SAP IDM: Provisioning is stuck (yet again) – My checklist
So what’s this blog all about?
An (really) important part of IDM is the provisioning to other systems. And it’s a part that loves to keep us on our toes, as the amount of threads and blogs about this topic show. Through my time working with IDM the provisioning stopped working quite a few times due to different reasons. And every step of the way I learned a new reason and a new solution to get it going again. To keep up with all of that and to help me solve it faster when it decides to get stuck yet again I started to write down a checklist.
Some time ago I posted the better part of my little checklist in a thread and through some encouragement by Matt I decided to create a blog post out of it to share the whole thing to a wider audience and explain the steps a bit more.

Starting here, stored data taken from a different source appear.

//! Snapshot validation and the per-cycle aggregate statistics.

use crate::error::PipelineError;
use crate::markets::RawRecord;
use serde_json::Value;
use std::cmp::Ordering;

/// Fields every record must carry for the snapshot to be accepted.
pub const REQUIRED_FIELDS: &[&str] = &[
    "name",
    "symbol",
    "current_price",
    "market_cap",
    "total_volume",
    "price_change_percentage_24h",
];

/// Size of the market-cap leaderboard in the report.
const TOP_COUNT: usize = 5;

#[derive(Debug, Clone, PartialEq)]
pub struct RankedAsset {
    pub name: String,
    pub symbol: String,
    pub market_cap: f64,
}

/// Derived, ephemeral statistics for one snapshot. Recomputed from scratch
/// every cycle.
#[derive(Debug, Clone, PartialEq)]
pub struct MarketSummary {
    pub asset_count: usize,
    pub top_by_market_cap: Vec<RankedAsset>,
    pub mean_price: f64,
    // None when every record's 24h change was null.
    pub max_change_24h: Option<f64>,
    pub min_change_24h: Option<f64>,
}

// Providers occasionally ship numbers as strings; accept both.
fn numeric(value: &Value) -> Option<f64> {
    match value {
        Value::Number(n) => n.as_f64(),
        Value::String(s) => s.trim().parse().ok(),
        _ => None,
    }
}

fn string_field(record: &RawRecord, key: &str, index: usize) -> Result<String, PipelineError> {
    record
        .get(key)
        .and_then(Value::as_str)
        .map(str::to_string)
        .ok_or_else(|| {
            PipelineError::Validation(format!("record {} has a non-text '{}' field", index, key))
        })
}

fn numeric_field(record: &RawRecord, key: &str, index: usize) -> Result<f64, PipelineError> {
    record.get(key).and_then(numeric).ok_or_else(|| {
        PipelineError::Validation(format!("record {} has a non-numeric '{}' field", index, key))
    })
}

// The key must exist (checked beforehand); a null value means the provider
// has no 24h figure for this asset and the record is skipped in max/min.
fn change_field(record: &RawRecord, index: usize) -> Result<Option<f64>, PipelineError> {
    match record.get("price_change_percentage_24h") {
        Some(Value::Null) | None => Ok(None),
        Some(value) => numeric(value).map(Some).ok_or_else(|| {
            PipelineError::Validation(format!(
                "record {} has a non-numeric 'price_change_percentage_24h' field",
                index
            ))
        }),
    }
}

/// Validates a snapshot and computes its summary statistics.
///
/// Rejection is all-or-nothing: the first record missing a required field
/// fails the whole snapshot and no summary is produced. Pure function, no
/// I/O.
pub fn analyze(snapshot: &[RawRecord]) -> Result<MarketSummary, PipelineError> {
    if snapshot.is_empty() {
        return Err(PipelineError::Validation(
            "snapshot contains no records".to_string(),
        ));
    }

    let mut ranked = Vec::with_capacity(snapshot.len());
    let mut price_sum = 0.0;
    let mut max_change: Option<f64> = None;
    let mut min_change: Option<f64> = None;

    for (index, record) in snapshot.iter().enumerate() {
        for &key in REQUIRED_FIELDS {
            if !record.contains_key(key) {
                return Err(PipelineError::Validation(format!(
                    "record {} is missing required field '{}'",
                    index, key
                )));
            }
        }

        let name = string_field(record, "name", index)?;
        let symbol = string_field(record, "symbol", index)?;
        let current_price = numeric_field(record, "current_price", index)?;
        let market_cap = numeric_field(record, "market_cap", index)?;
        numeric_field(record, "total_volume", index)?;

        price_sum += current_price;

        if let Some(change) = change_field(record, index)? {
            max_change = Some(max_change.map_or(change, |m: f64| m.max(change)));
            min_change = Some(min_change.map_or(change, |m: f64| m.min(change)));
        }

        ranked.push(RankedAsset {
            name,
            symbol,
            market_cap,
        });
    }

    // Stable sort keeps the provider's relative order for equal caps.
    ranked.sort_by(|a, b| {
        b.market_cap
            .partial_cmp(&a.market_cap)
            .unwrap_or(Ordering::Equal)
    });
    ranked.truncate(TOP_COUNT);

    Ok(MarketSummary {
        asset_count: snapshot.len(),
        top_by_market_cap: ranked,
        mean_price: price_sum / snapshot.len() as f64,
        max_change_24h: max_change,
        min_change_24h: min_change,
    })
}
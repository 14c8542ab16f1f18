use log::LevelFilter;

pub fn setup_logging() -> Result<(), fern::InitError> {
    fern::Dispatch::new()
        .format(|out, message, record| {
            out.finish(format_args!(
                "[{}][{}][{}] {}",
                chrono::Local::now().format("%Y-%m-%d %H:%M:%S"),
                record.level(),
                record.target(),
                message
            ))
        })
        .level(LevelFilter::Info)
        .level_for("reqwest", LevelFilter::Warn)
        .level_for("hyper", LevelFilter::Warn)
        .chain(std::io::stdout())
        .apply()?;
    Ok(())
}
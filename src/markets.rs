use crate::config::MarketConfig;
use async_trait::async_trait;
use log::warn;
use reqwest::Client;
use serde_json::{Map, Value};
use std::time::Duration;

/// One provider record with every field preserved, typed lazily by the
/// analyzer and written field-by-field by the persister.
pub type RawRecord = Map<String, Value>;

/// Anything the scheduler can pull a snapshot from. The live implementation
/// is [`MarketClient`]; tests script their own.
#[async_trait]
pub trait MarketSource {
    /// Returns the records of one fetch cycle, or an empty Vec on any
    /// failure. Failures are logged here, never raised.
    async fn fetch_snapshot(&self) -> Vec<RawRecord>;
}

pub struct MarketClient {
    client: Client,
    config: MarketConfig,
}

impl MarketClient {
    pub fn new(config: &MarketConfig) -> anyhow::Result<Self> {
        let client = Client::builder()
            .user_agent(concat!(
                env!("CARGO_PKG_NAME"),
                "/",
                env!("CARGO_PKG_VERSION")
            ))
            .timeout(Duration::from_secs(config.request_timeout_secs))
            .build()?;
        Ok(Self {
            client,
            config: config.clone(),
        })
    }
}

pub(crate) fn query_params(config: &MarketConfig) -> Vec<(&'static str, String)> {
    vec![
        ("vs_currency", config.vs_currency.clone()),
        ("order", config.order.clone()),
        ("per_page", config.per_page.to_string()),
        ("page", config.page.to_string()),
        ("sparkline", config.sparkline.to_string()),
    ]
}

#[async_trait]
impl MarketSource for MarketClient {
    async fn fetch_snapshot(&self) -> Vec<RawRecord> {
        let resp = self
            .client
            .get(&self.config.endpoint)
            .query(&query_params(&self.config))
            .send()
            .await;

        match resp {
            Ok(response) => {
                let status = response.status();
                if !status.is_success() {
                    warn!("Error fetching data: HTTP {}", status);
                    return Vec::new();
                }

                match response.json::<Vec<RawRecord>>().await {
                    Ok(records) => records,
                    Err(e) => {
                        warn!("Error decoding market data: {}", e);
                        Vec::new()
                    }
                }
            }
            Err(e) => {
                warn!("Error fetching data: {}", e);
                Vec::new()
            }
        }
    }
}
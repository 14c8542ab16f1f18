use thiserror::Error;

/// Recoverable failure kinds inside one fetch cycle.
///
/// Neither variant is fatal to the process: the scheduler maps validation
/// failures to a retry wait and persistence failures to a logged warning.
#[derive(Debug, Error)]
pub enum PipelineError {
    /// A record in the snapshot does not match the expected shape.
    #[error("Validation Error: {0}")]
    Validation(String),

    /// The spreadsheet could not be written.
    #[error("Persistence Error: {0}")]
    Persistence(String),
}

impl From<rust_xlsxwriter::XlsxError> for PipelineError {
    fn from(err: rust_xlsxwriter::XlsxError) -> Self {
        PipelineError::Persistence(err.to_string())
    }
}
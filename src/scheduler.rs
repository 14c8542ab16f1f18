//! Drives the fetch/analyze/report/persist cycle forever.
//!
//! Two states: `Running` (normal cadence) and `RetryWait` (after an empty
//! or rejected fetch, only the fetch is retried). There is no terminal
//! state; shutdown happens by cancelling the future (see `main.rs`).

use crate::analysis;
use crate::config::{AppConfig, SchedulerConfig};
use crate::error::PipelineError;
use crate::excel;
use crate::markets::{MarketSource, RawRecord};
use crate::report;
use log::{error, info, warn};
use tokio::time::sleep;

#[derive(Debug, Clone, Copy, PartialEq, Eq)]
pub enum LoopState {
    Running,
    RetryWait,
}

#[derive(Debug, Clone, Copy, PartialEq, Eq)]
pub(crate) enum CycleOutcome {
    /// Fetch returned no records.
    Empty,
    /// Analysis, report, and persistence all ran (persistence may have
    /// failed, which is logged but does not change the cadence).
    Completed,
    /// The snapshot failed validation and was abandoned.
    ValidationFailed,
}

impl CycleOutcome {
    pub(crate) fn next_state(self) -> LoopState {
        match self {
            CycleOutcome::Empty | CycleOutcome::ValidationFailed => LoopState::RetryWait,
            CycleOutcome::Completed => LoopState::Running,
        }
    }
}

/// Runs the loop with the production pipeline as the snapshot handler.
pub async fn run<S: MarketSource>(source: S, config: &AppConfig) -> anyhow::Result<()> {
    let vs_currency = config.market.vs_currency.clone();
    let output_path = config.output.path.clone();

    run_with_handler(source, config.scheduler.clone(), move |snapshot| {
        let summary = analysis::analyze(&snapshot)?;
        report::print(&summary, &vs_currency);
        excel::write_snapshot(&snapshot, &output_path)?;
        info!("Spreadsheet {:?} updated successfully", output_path);
        Ok(())
    })
    .await
}

/// The loop itself, generic over the snapshot handler so tests can observe
/// exactly when the pipeline runs.
pub(crate) async fn run_with_handler<S, F>(
    source: S,
    config: SchedulerConfig,
    mut handle_snapshot: F,
) -> anyhow::Result<()>
where
    S: MarketSource,
    F: FnMut(Vec<RawRecord>) -> Result<(), PipelineError>,
{
    let mut state = LoopState::Running;
    loop {
        match state {
            LoopState::RetryWait => {
                info!("Retrying in {} seconds...", config.retry_delay_secs);
                sleep(config.retry_delay()).await;
                state = LoopState::Running;
            }
            LoopState::Running => {
                info!("Fetching live cryptocurrency data...");
                let snapshot = source.fetch_snapshot().await;

                if snapshot.is_empty() {
                    warn!("No data fetched");
                    state = CycleOutcome::Empty.next_state();
                    continue;
                }

                let outcome = match handle_snapshot(snapshot) {
                    Ok(()) => CycleOutcome::Completed,
                    Err(PipelineError::Validation(msg)) => {
                        if config.halt_on_validation_error {
                            return Err(PipelineError::Validation(msg).into());
                        }
                        warn!("Snapshot rejected: {}", msg);
                        CycleOutcome::ValidationFailed
                    }
                    Err(PipelineError::Persistence(msg)) => {
                        // The report was already shown; the cycle counts as
                        // complete.
                        error!("Error updating spreadsheet: {}", msg);
                        CycleOutcome::Completed
                    }
                };

                state = outcome.next_state();
                if state == LoopState::Running {
                    info!(
                        "Waiting {} seconds before next update...",
                        config.interval_secs
                    );
                    sleep(config.interval()).await;
                }
            }
        }
    }
}

#[cfg(test)]
mod tests {
    use super::*;
    use async_trait::async_trait;
    use pretty_assertions::assert_eq;
    use serde_json::json;
    use std::collections::VecDeque;
    use std::sync::atomic::{AtomicUsize, Ordering};
    use std::sync::{Arc, Mutex};
    use std::time::Duration;
    use tokio::time::timeout;

    fn minimal_record() -> RawRecord {
        let mut map = RawRecord::new();
        map.insert("name".to_string(), json!("Bitcoin"));
        map
    }

    struct ScriptedSource {
        responses: Mutex<VecDeque<Vec<RawRecord>>>,
        fetches: Arc<AtomicUsize>,
    }

    impl ScriptedSource {
        fn new(responses: Vec<Vec<RawRecord>>, fetches: Arc<AtomicUsize>) -> Self {
            Self {
                responses: Mutex::new(responses.into()),
                fetches,
            }
        }
    }

    #[async_trait]
    impl MarketSource for ScriptedSource {
        async fn fetch_snapshot(&self) -> Vec<RawRecord> {
            self.fetches.fetch_add(1, Ordering::SeqCst);
            self.responses.lock().unwrap().pop_front().unwrap_or_default()
        }
    }

    fn config(interval_secs: u64, retry_delay_secs: u64, halt: bool) -> SchedulerConfig {
        SchedulerConfig {
            interval_secs,
            retry_delay_secs,
            halt_on_validation_error: halt,
        }
    }

    #[tokio::test(start_paused = true)]
    async fn empty_fetch_skips_pipeline_and_waits_retry_delay() {
        let fetches = Arc::new(AtomicUsize::new(0));
        let handled = Arc::new(AtomicUsize::new(0));
        let source = ScriptedSource::new(vec![Vec::new(), vec![minimal_record()]], fetches.clone());

        let handled_in = handled.clone();
        let loop_fut = run_with_handler(source, config(300, 60, false), move |snapshot| {
            assert!(!snapshot.is_empty());
            handled_in.fetch_add(1, Ordering::SeqCst);
            Ok(())
        });

        // t=0 empty fetch, t=60 data fetch + pipeline, next fetch at t=360
        let _ = timeout(Duration::from_secs(100), loop_fut).await;

        assert_eq!(fetches.load(Ordering::SeqCst), 2);
        assert_eq!(handled.load(Ordering::SeqCst), 1);
    }

    #[tokio::test(start_paused = true)]
    async fn validation_failure_uses_retry_delay() {
        let fetches = Arc::new(AtomicUsize::new(0));
        let handled = Arc::new(AtomicUsize::new(0));
        let source = ScriptedSource::new(
            vec![vec![minimal_record()], vec![minimal_record()]],
            fetches.clone(),
        );

        let handled_in = handled.clone();
        let loop_fut = run_with_handler(source, config(300, 60, false), move |_| {
            if handled_in.fetch_add(1, Ordering::SeqCst) == 0 {
                Err(PipelineError::Validation("missing field".to_string()))
            } else {
                Ok(())
            }
        });

        // t=0 rejected snapshot, t=60 accepted one, next fetch at t=360
        let _ = timeout(Duration::from_secs(100), loop_fut).await;

        assert_eq!(fetches.load(Ordering::SeqCst), 2);
        assert_eq!(handled.load(Ordering::SeqCst), 2);
    }

    #[tokio::test(start_paused = true)]
    async fn persistence_failure_keeps_normal_cadence() {
        let fetches = Arc::new(AtomicUsize::new(0));
        let handled = Arc::new(AtomicUsize::new(0));
        let source = ScriptedSource::new(
            vec![vec![minimal_record()], vec![minimal_record()]],
            fetches.clone(),
        );

        let handled_in = handled.clone();
        let loop_fut = run_with_handler(source, config(300, 60, false), move |_| {
            if handled_in.fetch_add(1, Ordering::SeqCst) == 0 {
                Err(PipelineError::Persistence("disk full".to_string()))
            } else {
                Ok(())
            }
        });

        // A retry-wait cadence would have produced a third fetch by t=400;
        // the normal interval puts the second fetch at t=300.
        let _ = timeout(Duration::from_secs(400), loop_fut).await;

        assert_eq!(fetches.load(Ordering::SeqCst), 2);
        assert_eq!(handled.load(Ordering::SeqCst), 2);
    }

    #[tokio::test(start_paused = true)]
    async fn validation_failure_halts_when_policy_says_so() {
        let fetches = Arc::new(AtomicUsize::new(0));
        let source = ScriptedSource::new(vec![vec![minimal_record()]], fetches.clone());

        let loop_fut = run_with_handler(source, config(300, 60, true), move |_| {
            Err(PipelineError::Validation("missing field".to_string()))
        });

        let result = timeout(Duration::from_secs(10), loop_fut).await;
        match result {
            Ok(Err(err)) => assert!(err.to_string().contains("missing field")),
            other => panic!("loop should have halted with an error, got {:?}", other.map(|_| ())),
        }
    }

    #[test]
    fn outcome_transitions() {
        assert_eq!(CycleOutcome::Empty.next_state(), LoopState::RetryWait);
        assert_eq!(
            CycleOutcome::ValidationFailed.next_state(),
            LoopState::RetryWait
        );
        assert_eq!(CycleOutcome::Completed.next_state(), LoopState::Running);
    }
}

This is my first technical blog here on SCN so I’m a little nervous and excited at the same time. ^^
ℹ Just to be clear: Not all of the points of the checklist might work for you, since we’re on a Windows server with the IDM management console and use an Oracle database.
- Access to the Management Console (MMC) of the IDM
- Access to the Monitoring-tab via http://<portalurl:port>/idm/admin
- SQL developer with database connection to IDM database
- Permission to access the Windows services of the IDM-server and to start/stop the services
- Permission to reboot the IDM-server
- Really good connections to the database administrators
How do I know it’s that time again?
There are three signs that I check if the provisioning is really stuck again:
- I look at the “Job log” in the MMC to see if the last entry for the provisioning-dispatchers is from more that 15 – 20 minutes ago (even through it was triggered in the last minutes).
- The provisioning queue on http://<portalurl:port>/idm/admin is only growing.
- The dispatchers, that are assigned to do the provisioning, are shown as running in the MMC under “Dispatchers > Status” and the timestamp for “Last check” is updated when I click on refresh.
If all those steps come back with a “yes”, I’ll get…
- Check the “Status”-overview in the MMC to see, if a job is showing the state “Error”.
- Restart the provisioning dispatchers in the “Services”-menu of the server.
- Check for waiting tasks via the SQL developer.
- Check the “Windows RT conn. string” on the Database-tab of the Identity Center configuration in the MMC.
- Reboot the server the MMC and dispatchers are installed on.
- Restart the IDM database.
That’s the checklist in short, if you just need a little reminder or an idea for what to look at next. I’ll explain the points a bit more in detail now.
1. Check the “Status”-overview in the MMC to see, if a job is showing the state “Error”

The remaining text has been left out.